So there is not always good consistency to our cycles or that is certainly the situ my case! I am convinced that stress plays a large part in how each cycle goes, as on this current IUI (where I have no follies at all as yet) my first scan came just a day after experiencing a great trauma. The trauma was caused by my clinic ringing me to say "we are very, very sorry but we have to cancel you tx and scans as all DIUI treatments are now to be postponed and no longer offered at our clinic due to the current donor shortage crisis." Then by some miracle an hour later whilst I was still in state of shock and dispair about this heartbreaking news -they rang me again to say ignore what they had just said and that on this occasion they had suddenly managed to find me a donor and treatment could therefore continue with scan the next day now back on - no wonder my follies don't know if they are coming or going!!!

Will definitely try some pineapple juice and keep swigging my water, will let you know if follies do decide to show on tomorrows cd10 scan if brain remembers too.

Peaches - your measurements sound great so I really hope next time will be the one for you, a 22mm is great size follie and your endo is very good especially for a cd10 - my clinic told me anything above 8mm is very good and that the endo does last minute big spurt just before ov same as follies.

Love to everyone
Hippy
xx


----------



## peaches41 (Mar 4, 2006)

Hiya kizzy

oh that's great! yes we would be getting our IUI at the same time!! keep me up to date (old git indeed! Lmao)

The whole follie size and endometrium debate in great. Obviously the cycle length has something to do with when they have their little spurt (*if* they have their little spurt! LOL). I find it interesting that women are doing better without drugs sometimes. I wonder if they are given out too soon & then the ovaries get harder to stimulate

*Britta, * yep, keep on with the juices, chick, your follies may grow later in the cycle 

*Lu, * many congrats on your  really wonderful news

*Hippy...*thanks so much for your contribution, it's amazing what our bodies do isn't it? keep on keeping on I know how this donor sperm situation is, it's awful. To think I'll have to sort that out before next cycle. Unless AF doesn't turn up!

Btw, I am keeping a 2WW diary in the appropriate section, it may be of interest t you girls who are having follicle tracking ec etc

Love, peaches xxxx


----------



## britta (Jan 31, 2006)

Hiya Peaches, 
Had my scan, day 13, follie 12mm others under 10mm all on left side, endo 5.5mm.
Hippy, that was good reading, just shows how things differ,
Love Britta xxx


----------



## Hippy (Aug 2, 2005)

Promised I'd update on my latest natural IUI follie scan measurements after getting zippo follies on Cd 8. I now have on cd10 a 11, 7.5 and 6mm on right ovary and four tiddlers on the left with an improved lining of 6.4mm so tx continuing for now     lets hope make it to insem this time!!!
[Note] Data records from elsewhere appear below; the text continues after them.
use jobforge_core::{OrganizationId, UserId};

/// Organization context for a request.
///
/// This is immutable and must be present for all job routes.
#[derive(Debug, Copy, Clone, PartialEq, Eq)]
pub struct OrgContext {
    organization_id: OrganizationId,
}

impl OrgContext {
    pub fn new(organization_id: OrganizationId) -> Self {
        Self { organization_id }
    }

    pub fn organization_id(&self) -> OrganizationId {
        self.organization_id
    }
}

/// Principal context for a request (authenticated identity).
#[derive(Debug, Copy, Clone, PartialEq, Eq)]
pub struct PrincipalContext {
    user_id: UserId,
}

impl PrincipalContext {
    pub fn new(user_id: UserId) -> Self {
        Self { user_id }
    }

    pub fn user_id(&self) -> UserId {
        self.user_id
    }
}
//! Postgres-backed job store.
//!
//! The claim primitive is a single conditional UPDATE over a
//! `FOR UPDATE SKIP LOCKED` subselect: concurrent claimers each lock a
//! different candidate row, and the `status = 'pending'` guard on the outer
//! UPDATE makes the pending->running transition a compare-and-swap. A lost
//! race surfaces as zero rows, never as an error.
//!
//! SQLx errors are mapped to [`StoreError`]: unique violations (code 23505)
//! become `Conflict`, everything else `Storage`.

use std::str::FromStr;
use std::sync::Arc;

use async_trait::async_trait;
use chrono::{DateTime, Utc};
use sqlx::{FromRow, PgPool, Row};
use tracing::instrument;

use jobforge_core::{
    DeadLetterEntry, DeadLetterId, DomainError, Job, JobId, JobPriority, JobSchedule, JobStatus,
    JobType, NewJob, OrganizationId, ProjectId, ScheduleId, ScheduleSpec, UserId, WorkerId,
};

use super::store::{
    CreateOutcome, FailOutcome, JobFilter, JobPage, JobStats, JobStore, Pagination, RetryDecision,
    StoreError,
};

const JOB_COLUMNS: &str = "id, organization_id, created_by, project_id, job_type, name, status, \
     priority, payload, created_at, scheduled_at, started_at, completed_at, attempt_count, \
     max_attempts, timeout_seconds, worker_id, progress, result, error, idempotency_key, retry_of";

const SCHEDULE_COLUMNS: &str = "id, organization_id, created_by, name, job_type, payload, \
     priority, spec, next_run_at, is_active, created_at, last_run_at";

const DEAD_LETTER_COLUMNS: &str =
    "id, job_id, organization_id, job_type, error, created_at, resolved, resolved_at, \
     resolution_note";

/// Durable job store over a SQLx connection pool.
#[derive(Debug, Clone)]
pub struct PostgresJobStore {
    pool: Arc<PgPool>,
}

impl PostgresJobStore {
    pub fn new(pool: PgPool) -> Self {
        Self {
            pool: Arc::new(pool),
        }
    }

    /// Apply the embedded migrations (idempotent).
    pub async fn migrate(&self) -> Result<(), StoreError> {
        sqlx::migrate!("../../migrations")
            .run(&*self.pool)
            .await
            .map_err(|e| StoreError::Storage(format!("migration failed: {e}")))
    }

    async fn find_idempotent(
        &self,
        org: OrganizationId,
        job_type: &JobType,
        key: &str,
    ) -> Result<Option<Job>, StoreError> {
        let row = sqlx::query(&format!(
            "SELECT {JOB_COLUMNS} FROM jobs \
             WHERE organization_id = $1 AND job_type = $2 AND idempotency_key = $3 \
               AND status IN ('pending', 'running') \
             LIMIT 1"
        ))
        .bind(org.as_uuid())
        .bind(job_type.as_str())
        .bind(key)
        .fetch_optional(&*self.pool)
        .await
        .map_err(map_sqlx_error)?;

        row.map(job_from_row).transpose()
    }
}
use std::sync::Arc;

use axum::{
    Json, Router,
    extract::{Extension, Path, Query},
    http::StatusCode,
    response::IntoResponse,
    routing::{get, post},
};
use chrono::Utc;

use jobforge_core::DeadLetterId;
use jobforge_queue::Pagination;

use crate::app::services::AppServices;
use crate::app::{dto, errors};

pub fn router() -> Router {
    Router::new()
        .route("/", get(list_dead_letters))
        .route("/:id/resolve", post(resolve_dead_letter))
}

pub async fn list_dead_letters(
    Extension(services): Extension<Arc<AppServices>>,
    Extension(org): Extension<crate::context::OrgContext>,
    Query(query): Query<dto::ListDeadLettersQuery>,
) -> axum::response::Response {
    let page = Pagination::clamped(query.limit, query.offset);
    match services
        .store()
        .list_dead_letters(org.organization_id(), query.resolved, page)
        .await
    {
        Ok(entries) => (
            StatusCode::OK,
            Json(serde_json::json!({
                "items": entries.iter().map(dto::dead_letter_to_json).collect::<Vec<_>>(),
            })),
        )
            .into_response(),
        Err(e) => errors::store_error_to_response(e),
    }
}

pub async fn resolve_dead_letter(
    Extension(services): Extension<Arc<AppServices>>,
    Extension(org): Extension<crate::context::OrgContext>,
    Path(id): Path<String>,
    Json(body): Json<dto::ResolveDeadLetterRequest>,
) -> axum::response::Response {
    let id: DeadLetterId = match id.parse() {
        Ok(v) => v,
        Err(_) => {
            return errors::json_error(
                StatusCode::BAD_REQUEST,
                "invalid_id",
                "invalid dead-letter id",
            );
        }
    };
    if body.note.trim().is_empty() {
        return errors::json_error(
            StatusCode::BAD_REQUEST,
            "validation_error",
            "note must not be empty",
        );
    }

    // Resolution is triage bookkeeping: the underlying job stays dead.
    match services
        .store()
        .resolve_dead_letter(org.organization_id(), id, &body.note, Utc::now())
        .await
    {
        Ok(entry) => (StatusCode::OK, Json(dto::dead_letter_to_json(&entry))).into_response(),
        Err(e) => errors::store_error_to_response(e),
    }
}
#[async_trait]
impl JobStore for InMemoryJobStore {
    async fn create(&self, new: NewJob, now: DateTime<Utc>) -> Result<CreateOutcome, StoreError> {
        let mut inner = self.lock();

        if let Some(key) = &new.idempotency_key {
            let existing = inner
                .jobs
                .values()
                .find(|j| {
                    j.organization_id == new.organization_id
                        && j.job_type == new.job_type
                        && j.idempotency_key.as_deref() == Some(key.as_str())
                        && matches!(j.status, JobStatus::Pending | JobStatus::Running)
                })
                .cloned();
            if let Some(job) = existing {
                return Ok(CreateOutcome {
                    job,
                    deduplicated: true,
                });
            }
        }

        let job = Job::from_submission(new, now);
        inner.jobs.insert(job.id, job.clone());
        Ok(CreateOutcome {
            job,
            deduplicated: false,
        })
    }

    async fn get(&self, org: OrganizationId, id: JobId) -> Result<Option<Job>, StoreError> {
        let inner = self.lock();
        Ok(inner
            .jobs
            .get(&id)
            .filter(|j| j.organization_id == org)
            .cloned())
    }

    async fn list(
        &self,
        org: OrganizationId,
        filter: &JobFilter,
        page: Pagination,
    ) -> Result<JobPage, StoreError> {
        let inner = self.lock();
        let mut jobs: Vec<_> = inner
            .jobs
            .values()
            .filter(|j| matches_filter(j, org, filter))
            .cloned()
            .collect();
        jobs.sort_by_key(|j| Reverse(j.created_at));

        let total = jobs.len() as u64;
        let jobs: Vec<_> = jobs
            .into_iter()
            .skip(page.offset)
            .take(page.limit)
            .collect();
        let has_more = total > (page.offset + page.limit) as u64;

        Ok(JobPage {
            jobs,
            total,
            has_more,
        })
    }

    async fn stats(&self, org: OrganizationId) -> Result<JobStats, StoreError> {
        let inner = self.lock();
        let mut stats = JobStats::default();
        for job in inner.jobs.values().filter(|j| j.organization_id == org) {
            match job.status {
                JobStatus::Pending => stats.pending += 1,
                JobStatus::Running => stats.running += 1,
                JobStatus::Completed => stats.completed += 1,
                JobStatus::Failed => stats.failed += 1,
                JobStatus::Dead => stats.dead += 1,
                JobStatus::Cancelled => stats.cancelled += 1,
            }
        }
        Ok(stats)
    }

    async fn claim_next(
        &self,
        worker_id: WorkerId,
        allowed_types: Option<&[JobType]>,
        now: DateTime<Utc>,
    ) -> Result<Option<Job>, StoreError> {
        let mut inner = self.lock();

        let candidate = inner
            .jobs
            .values()
            .filter(|j| j.is_claimable(now))
            .filter(|j| allowed_types.is_none_or(|types| types.contains(&j.job_type)))
            .min_by_key(|j| (Reverse(j.priority), j.scheduled_at))
            .map(|j| j.id);

        let Some(id) = candidate else {
            return Ok(None);
        };

        // Same lock as the scan: the check-and-update is atomic.
        let job = inner.jobs.get_mut(&id).ok_or(StoreError::NotFound)?;
        job.claim(worker_id, now)?;
        Ok(Some(job.clone()))
    }

    async fn complete(
        &self,
        id: JobId,
        worker_id: WorkerId,
        result: serde_json::Value,
        now: DateTime<Utc>,
    ) -> Result<bool, StoreError> {
        let mut inner = self.lock();
        let job = inner.jobs.get_mut(&id).ok_or(StoreError::NotFound)?;
        if job.status != JobStatus::Running || job.worker_id != Some(worker_id) {
            return Ok(false);
        }
        job.complete(result, now)?;
        Ok(true)
    }

    async fn fail(
        &self,
        id: JobId,
        worker_id: WorkerId,
        error: &str,
        decision: RetryDecision,
        now: DateTime<Utc>,
    ) -> Result<FailOutcome, StoreError> {
        let mut guard = self.lock();
        let inner = &mut *guard;
        let job = inner.jobs.get_mut(&id).ok_or(StoreError::NotFound)?;
        if job.status != JobStatus::Running || job.worker_id != Some(worker_id) {
            return Ok(FailOutcome::Lost);
        }

        job.record_failure(error)?;
        match decision {
            RetryDecision::Retry { at } => {
                job.schedule_retry(at)?;
                Ok(FailOutcome::Scheduled { retry_at: at })
            }
            RetryDecision::Dead => {
                job.mark_dead(now)?;
                let entry = DeadLetterEntry::new(
                    job.id,
                    job.organization_id,
                    job.job_type.clone(),
                    error,
                    now,
                );
                inner.dead_letters.insert(entry.id, entry.clone());
                Ok(FailOutcome::Dead(entry))
            }
        }
    }

    async fn cancel(
        &self,
        org: OrganizationId,
        id: JobId,
        now: DateTime<Utc>,
    ) -> Result<Job, StoreError> {
        let mut inner = self.lock();
        let job = inner
            .jobs
            .get_mut(&id)
            .filter(|j| j.organization_id == org)
            .ok_or(StoreError::NotFound)?;
        job.cancel(now)?;
        Ok(job.clone())
    }

    async fn change_priority(
        &self,
        org: OrganizationId,
        id: JobId,
        priority: JobPriority,
    ) -> Result<Job, StoreError> {
        let mut inner = self.lock();
        let job = inner
            .jobs
            .get_mut(&id)
            .filter(|j| j.organization_id == org)
            .ok_or(StoreError::NotFound)?;
        if job.status != JobStatus::Pending {
            return Err(StoreError::InvalidTransition(format!(
                "priority can only change while pending (status {})",
                job.status
            )));
        }
        job.priority = priority;
        Ok(job.clone())
    }

    async fn retry_job(
        &self,
        org: OrganizationId,
        id: JobId,
        requested_by: UserId,
        now: DateTime<Utc>,
    ) -> Result<Job, StoreError> {
        let mut inner = self.lock();
        let job = inner
            .jobs
            .get(&id)
            .filter(|j| j.organization_id == org)
            .cloned()
            .ok_or(StoreError::NotFound)?;

        match job.status {
            JobStatus::Failed => {
                let job = inner.jobs.get_mut(&id).ok_or(StoreError::NotFound)?;
                job.schedule_retry(now)?;
                Ok(job.clone())
            }
            JobStatus::Dead => {
                // The dead record is never mutated back; audit trail stays.
                let mut clone = NewJob::new(
                    job.organization_id,
                    requested_by,
                    job.job_type.clone(),
                    job.name.clone(),
                )
                .with_priority(job.priority)
                .with_payload(job.payload.clone())
                .with_timeout_seconds(job.timeout_seconds)
                .with_max_attempts(job.max_attempts)
                .with_retry_of(job.id);
                if let Some(project) = job.project_id {
                    clone = clone.with_project(project);
                }
                let lineage = Job::from_submission(clone, now);
                inner.jobs.insert(lineage.id, lineage.clone());
                Ok(lineage)
            }
            other => Err(StoreError::InvalidTransition(format!(
                "only failed or dead jobs can be retried (status {other})"
            ))),
        }
    }

    async fn set_progress(
        &self,
        id: JobId,
        worker_id: WorkerId,
        progress: u8,
    ) -> Result<bool, StoreError> {
        let mut inner = self.lock();
        let job = inner.jobs.get_mut(&id).ok_or(StoreError::NotFound)?;
        if job.status != JobStatus::Running || job.worker_id != Some(worker_id) {
            return Ok(false);
        }
        job.progress = Some(progress.min(100));
        Ok(true)
    }

    async fn requeue_due_retries(&self, now: DateTime<Utc>) -> Result<u64, StoreError> {
        let mut inner = self.lock();
        let mut count = 0;
        for job in inner.jobs.values_mut() {
            if job.status == JobStatus::Failed && job.scheduled_at <= now {
                let at = job.scheduled_at;
                job.schedule_retry(at)?;
                count += 1;
            }
        }
        Ok(count)
    }

    async fn purge_finished(&self, cutoff: DateTime<Utc>) -> Result<u64, StoreError> {
        let mut inner = self.lock();
        let before = inner.jobs.len();
        inner.jobs.retain(|_, j| {
            !(matches!(j.status, JobStatus::Completed | JobStatus::Cancelled)
                && j.completed_at.is_some_and(|at| at < cutoff))
        });
        Ok((before - inner.jobs.len()) as u64)
    }

    async fn create_schedule(&self, schedule: JobSchedule) -> Result<JobSchedule, StoreError> {
        let mut inner = self.lock();
        inner.schedules.insert(schedule.id, schedule.clone());
        Ok(schedule)
    }

    async fn list_schedules(&self, org: OrganizationId) -> Result<Vec<JobSchedule>, StoreError> {
        let inner = self.lock();
        let mut schedules: Vec<_> = inner
            .schedules
            .values()
            .filter(|s| s.organization_id == org)
            .cloned()
            .collect();
        schedules.sort_by_key(|s| s.created_at);
        Ok(schedules)
    }

    async fn due_schedules(&self, now: DateTime<Utc>) -> Result<Vec<JobSchedule>, StoreError> {
        let inner = self.lock();
        let mut due: Vec<_> = inner
            .schedules
            .values()
            .filter(|s| s.is_due(now))
            .cloned()
            .collect();
        due.sort_by_key(|s| s.next_run_at);
        Ok(due)
    }

    async fn advance_schedule(
        &self,
        id: ScheduleId,
        seen_next_run_at: DateTime<Utc>,
        next_run_at: DateTime<Utc>,
        now: DateTime<Utc>,
    ) -> Result<bool, StoreError> {
        let mut inner = self.lock();
        let schedule = inner.schedules.get_mut(&id).ok_or(StoreError::NotFound)?;
        if schedule.next_run_at != seen_next_run_at {
            return Ok(false);
        }
        schedule.next_run_at = next_run_at;
        schedule.last_run_at = Some(now);
        Ok(true)
    }

    async fn set_schedule_active(
        &self,
        org: OrganizationId,
        id: ScheduleId,
        active: bool,
    ) -> Result<JobSchedule, StoreError> {
        let mut inner = self.lock();
        let schedule = inner
            .schedules
            .get_mut(&id)
            .filter(|s| s.organization_id == org)
            .ok_or(StoreError::NotFound)?;
        schedule.is_active = active;
        Ok(schedule.clone())
    }

    async fn list_dead_letters(
        &self,
        org: OrganizationId,
        resolved: Option<bool>,
        page: Pagination,
    ) -> Result<Vec<DeadLetterEntry>, StoreError> {
        let inner = self.lock();
        let mut entries: Vec<_> = inner
            .dead_letters
            .values()
            .filter(|e| e.organization_id == org)
            .filter(|e| resolved.is_none_or(|r| e.resolved == r))
            .cloned()
            .collect();
        entries.sort_by_key(|e| Reverse(e.created_at));
        Ok(entries
            .into_iter()
            .skip(page.offset)
            .take(page.limit)
            .collect())
    }

    async fn resolve_dead_letter(
        &self,
        org: OrganizationId,
        id: DeadLetterId,
        note: &str,
        now: DateTime<Utc>,
    ) -> Result<DeadLetterEntry, StoreError> {
        let mut inner = self.lock();
        let entry = inner
            .dead_letters
            .get_mut(&id)
            .filter(|e| e.organization_id == org)
            .ok_or(StoreError::NotFound)?;
        if entry.resolved {
            return Err(StoreError::Conflict("entry is already resolved".to_string()));
        }
        entry.resolve(note, now);
        Ok(entry.clone())
    }
}
//! The job record and its status state machine.

use chrono::{DateTime, Utc};
use serde::{Deserialize, Serialize};

use crate::error::{DomainError, DomainResult};
use crate::id::{JobId, OrganizationId, ProjectId, UserId, WorkerId};

/// Default handler deadline when a submission does not specify one.
pub const DEFAULT_TIMEOUT_SECONDS: u32 = 600;
/// Default retry budget when a submission does not specify one.
pub const DEFAULT_MAX_ATTEMPTS: u32 = 3;

pub const TIMEOUT_SECONDS_MIN: u32 = 1;
pub const TIMEOUT_SECONDS_MAX: u32 = 3600;
pub const MAX_ATTEMPTS_MIN: u32 = 1;
pub const MAX_ATTEMPTS_MAX: u32 = 10;

/// Claim-preference ordinal. Strictly orders claim order among eligible
/// pending jobs; within equal priority, earlier `scheduled_at` wins.
#[derive(Debug, Copy, Clone, PartialEq, Eq, PartialOrd, Ord, Hash, Serialize, Deserialize)]
#[serde(rename_all = "snake_case")]
pub enum JobPriority {
    Low,
    Normal,
    High,
    Critical,
}

impl Default for JobPriority {
    fn default() -> Self {
        Self::Normal
    }
}

impl JobPriority {
    pub fn as_str(&self) -> &'static str {
        match self {
            JobPriority::Low => "low",
            JobPriority::Normal => "normal",
            JobPriority::High => "high",
            JobPriority::Critical => "critical",
        }
    }

    /// Storage ordinal (ORDER BY priority DESC in the claim query).
    pub fn as_i16(&self) -> i16 {
        match self {
            JobPriority::Low => 0,
            JobPriority::Normal => 1,
            JobPriority::High => 2,
            JobPriority::Critical => 3,
        }
    }

    pub fn from_i16(value: i16) -> DomainResult<Self> {
        match value {
            0 => Ok(JobPriority::Low),
            1 => Ok(JobPriority::Normal),
            2 => Ok(JobPriority::High),
            3 => Ok(JobPriority::Critical),
            other => Err(DomainError::validation(format!(
                "unknown priority ordinal: {other}"
            ))),
        }
    }
}

impl core::str::FromStr for JobPriority {
    type Err = DomainError;

    fn from_str(s: &str) -> Result<Self, Self::Err> {
        match s {
            "low" => Ok(JobPriority::Low),
            "normal" => Ok(JobPriority::Normal),
            "high" => Ok(JobPriority::High),
            "critical" => Ok(JobPriority::Critical),
            other => Err(DomainError::validation(format!(
                "priority must be one of: low, normal, high, critical (got {other:?})"
            ))),
        }
    }
}

impl core::fmt::Display for JobPriority {
    fn fmt(&self, f: &mut core::fmt::Formatter<'_>) -> core::fmt::Result {
        f.write_str(self.as_str())
    }
}

/// Job execution status.
#[derive(Debug, Copy, Clone, PartialEq, Eq, Hash, Serialize, Deserialize)]
#[serde(rename_all = "snake_case")]
pub enum JobStatus {
    /// Queued, waiting to be claimed once `scheduled_at` arrives.
    Pending,
    /// Owned by exactly one worker.
    Running,
    /// Finished successfully (terminal).
    Completed,
    /// Last attempt failed; waiting for a retry slot or a dead-letter verdict.
    Failed,
    /// Retry budget exhausted (terminal); has exactly one dead-letter entry.
    Dead,
    /// Cancelled cooperatively (terminal).
    Cancelled,
}

impl JobStatus {
    pub fn as_str(&self) -> &'static str {
        match self {
            JobStatus::Pending => "pending",
            JobStatus::Running => "running",
            JobStatus::Completed => "completed",
            JobStatus::Failed => "failed",
            JobStatus::Dead => "dead",
            JobStatus::Cancelled => "cancelled",
        }
    }

    pub fn is_terminal(&self) -> bool {
        matches!(
            self,
            JobStatus::Completed | JobStatus::Dead | JobStatus::Cancelled
        )
    }

    /// The transition table. Every status mutation in the store goes through
    /// a named operation that consults this.
    pub fn may_become(&self, next: JobStatus) -> bool {
        use JobStatus::*;
        matches!(
            (self, next),
            (Pending, Running)
                | (Pending, Cancelled)
                | (Running, Completed)
                | (Running, Failed)
                | (Running, Cancelled)
                | (Failed, Pending)
                | (Failed, Dead)
        )
    }
}

impl core::str::FromStr for JobStatus {
    type Err = DomainError;

    fn from_str(s: &str) -> Result<Self, Self::Err> {
        match s {
            "pending" => Ok(JobStatus::Pending),
            "running" => Ok(JobStatus::Running),
            "completed" => Ok(JobStatus::Completed),
            "failed" => Ok(JobStatus::Failed),
            "dead" => Ok(JobStatus::Dead),
            "cancelled" => Ok(JobStatus::Cancelled),
            other => Err(DomainError::validation(format!(
                "unknown job status: {other:?}"
            ))),
        }
    }
}

impl core::fmt::Display for JobStatus {
    fn fmt(&self, f: &mut core::fmt::Formatter<'_>) -> core::fmt::Result {
        f.write_str(self.as_str())
    }
}

/// Handler-routing discriminator.
///
/// Payloads are opaque to the queue; the handler registered under this type
/// interprets them (and validates its own schema at the dispatch boundary).
#[derive(Debug, Clone, PartialEq, Eq, Hash, Serialize, Deserialize)]
#[serde(transparent)]
pub struct JobType(String);

impl JobType {
    pub fn new(value: impl Into<String>) -> DomainResult<Self> {
        let value = value.into();
        if value.is_empty() {
            return Err(DomainError::validation("job_type must not be empty"));
        }
        if value.len() > 64 {
            return Err(DomainError::validation("job_type must be at most 64 chars"));
        }
        if !value
            .chars()
            .all(|c| c.is_ascii_lowercase() || c.is_ascii_digit() || matches!(c, '_' | '.' | '-'))
        {
            return Err(DomainError::validation(
                "job_type may only contain lowercase alphanumerics, '_', '.', '-'",
            ));
        }
        Ok(Self(value))
    }

    pub fn as_str(&self) -> &str {
        &self.0
    }
}

impl AsRef<str> for JobType {
    fn as_ref(&self) -> &str {
        &self.0
    }
}

impl core::fmt::Display for JobType {
    fn fmt(&self, f: &mut core::fmt::Formatter<'_>) -> core::fmt::Result {
        f.write_str(&self.0)
    }
}

impl core::str::FromStr for JobType {
    type Err = DomainError;

    fn from_str(s: &str) -> Result<Self, Self::Err> {
        Self::new(s)
    }
}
I did drink a lot of extra water between cd8 and todays improved scan so maybe this really does help!?

Big hugs to all
Hippy
xx


----------



## peaches41 (Mar 4, 2006)

Hi Britta & Hippy

Nic-ce sized follies and endo for you both now!    I am so glad! I had IUI yesterday usin DP's sperm (clinic say the sperm parameters are not really good enough but  asked if I could try ONCE before moving (hopefully) to DIUI.

I don't feel positive. Even though I had a fatty-follie (LOL) (22mm) & a good endo (just under 9mm) again ,conceiving would be against all odds as DP's sperm morph is very, very poor.

I am keeping a 2WW diary!! Read it if you feel inclined  

Keep on drinking the water and organic milk & let's pool our ideas and our results as we go along, ok?

Love peaches xxxxx


----------



## kizzymouse (Jan 13, 2006)

gOOD LUCK pEACHES


----------



## Hippy (Aug 2, 2005)

Peaches - just wishing you a speedy 2ww and yep I will be following your 2ww diary hun! I will be sooo hoping  that even though you are not feeling that positive, that it could still happen for you.

Kizzymouse - Hi   hope you doing ok?

Britta - Good luck to you too hun and the other IUI ladies  

Love
Hippy
x


----------



## britta (Jan 31, 2006)

Hi Peaches, glad the basting went OK, GOOD LUCK on your 2ww , i will defo read your diary!! Really really hope it works for you!! 
Had another scan 2day, all looked good, got to go back 2Moro to see how I've got on will then get a day for basting. 
Hippy, hope you make it to basting chick,  
Love and luck, 
Britta xxx


----------



## SWEETCHEEKS (Sep 15, 2005)

Hi,

At my clinic they say anything bewteen 18mm and 20mm is a perfect size (medicated) we were originally having ivf which got coverted to IUI at last minute due to poor responce ....

anyway my follies were a perfect size for me as i was very lucky and got my mirical first time round ....   ....

aswell as pco and low sperm count (7 million inserted) .. we still did it ...

I would try for the 18mm/20mm ones!! PERFECT!!

  
Sweetcheeks xxx


----------



## peaches41 (Mar 4, 2006)

Hi sweetcheeks

I have read your + outcome with great happiness, well done! it would've been horrid to have gone through the whole protocol of IVF and to have just done nothing...God was watchin you, chick, and reckoned you needed a break!

I hope that others on this thread go on to report back a !

*Kizzy*: how is the treatment going? YUK! sounds foul!

*Britta:* have you been shot with the love-gun this cycle after all??!!!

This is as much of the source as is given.